Маша не очень ясно представляла, кем был папа, но точно – не академиком. Ей не было года, когда он развелся и уехал из города, может быть, даже в Москву, а может, и дальше – за Урал, в Сибирь, и только дядя Сеня, папин брат, иногда получал от него поздравительные открытки на какие-то странные праздники типа Дня геолога или Международного Дня защиты детей. В открытках этих, возмущалась мама, о дочери – ни слова, но Маше нравилось представлять, что мама просто не хочет говорить об этом, а тем временем папа просит дядю Сеню заботиться о них, и поэтому тот так часто приходит в гости. Кстати, дядя Сеня и выплатил злополучные тридцать два рубля ноль семь копеек, и тогда Маша твердо решила, что, когда вырастет, с первой же зарплаты обязательно отдаст долг. Первую зарплату она получила уже в Израиле, а стипендия, которая была у нее в харьковском Худпроме, расходилась так быстро, что мысль отдать тридцать два рубля из сорока не приходила в голову – тем более, что Маша давно забыла свою детскую клятву и вспомнила только сейчас, в «Шереметьево-2», высматривая в толпе Сережу Волкова и думая, сколько деноминированных рублей надо было бы сегодня вернуть дяде Сене, если бы он был жив.
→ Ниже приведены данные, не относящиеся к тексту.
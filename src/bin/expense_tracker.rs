use std::process;

use expense_tracker::{cli::run_cli, init};

fn main() {
    init();

    if let Err(err) = run_cli() {
        eprintln!("Error: {err}");
        process::exit(1);
    }
}
pub mod category;
pub mod date;
pub mod expense;

pub use category::Category;
pub use date::DateNormalizer;
pub use expense::{Expense, NewExpense};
Она миновала зеленый коридор и теперь шла живым коридором встречающих, с картонками в руках, выкрикивающих «такси, такси», привстающих на цыпочки и спрашивающих с интонацией ее покойной бабушки: «Простите, девушка, это рейс из Тель-Авива?» Сережи Волкова нигде не было видно, но вдруг сквозь шум и гомон шереметьевской толпы Маша услышала свою фамилию. Она обернулась на голос и увидела Ивана Билибинова, который глянцево, по-американски, улыбался ей. Это была ее первая московская улыбка.

– Привет, – сказал Иван. – У Волкова сегодня утром встреча неожиданно назначилась… ну, и я здесь.

Он развел руками, а Маша подумала, что он сказал «назначилась», будто встреча – живое существо, наделенное собственной волей.

– А, – протянула она, стараясь изобразить смесь разочарования и легкого недоумения: мол, ничего страшного, но как-то странно, мог бы и встретить старую подругу. Ей казалось, именно такой реакции ждет от нее Билибинов, хотя, честно говоря, она ничуть не огорчилась.

Сказав Горскому, что собирается в Москву к Сереже Волкову, она немного соврала. Волков не слишком интересовал ее: она это поняла еще много лет назад в Крыму. Наверное, он был неглуп и, может быть, даже хорош собой, но на Машин вкус немного вяловат: типичный московский юноша, очарованный романтическими красотами южного берега Крыма. Таких, как Волков, дед называл шлимазл, и это было единственное слово на идиш, которое он употреблял, – возможно, потому что сам был чистокровным хохлом. Каждый раз, слыша шлимазл, Маша понимала: чтобы выразить пренебрежение к такому человеку, уже не хватает ни русского, ни украинского.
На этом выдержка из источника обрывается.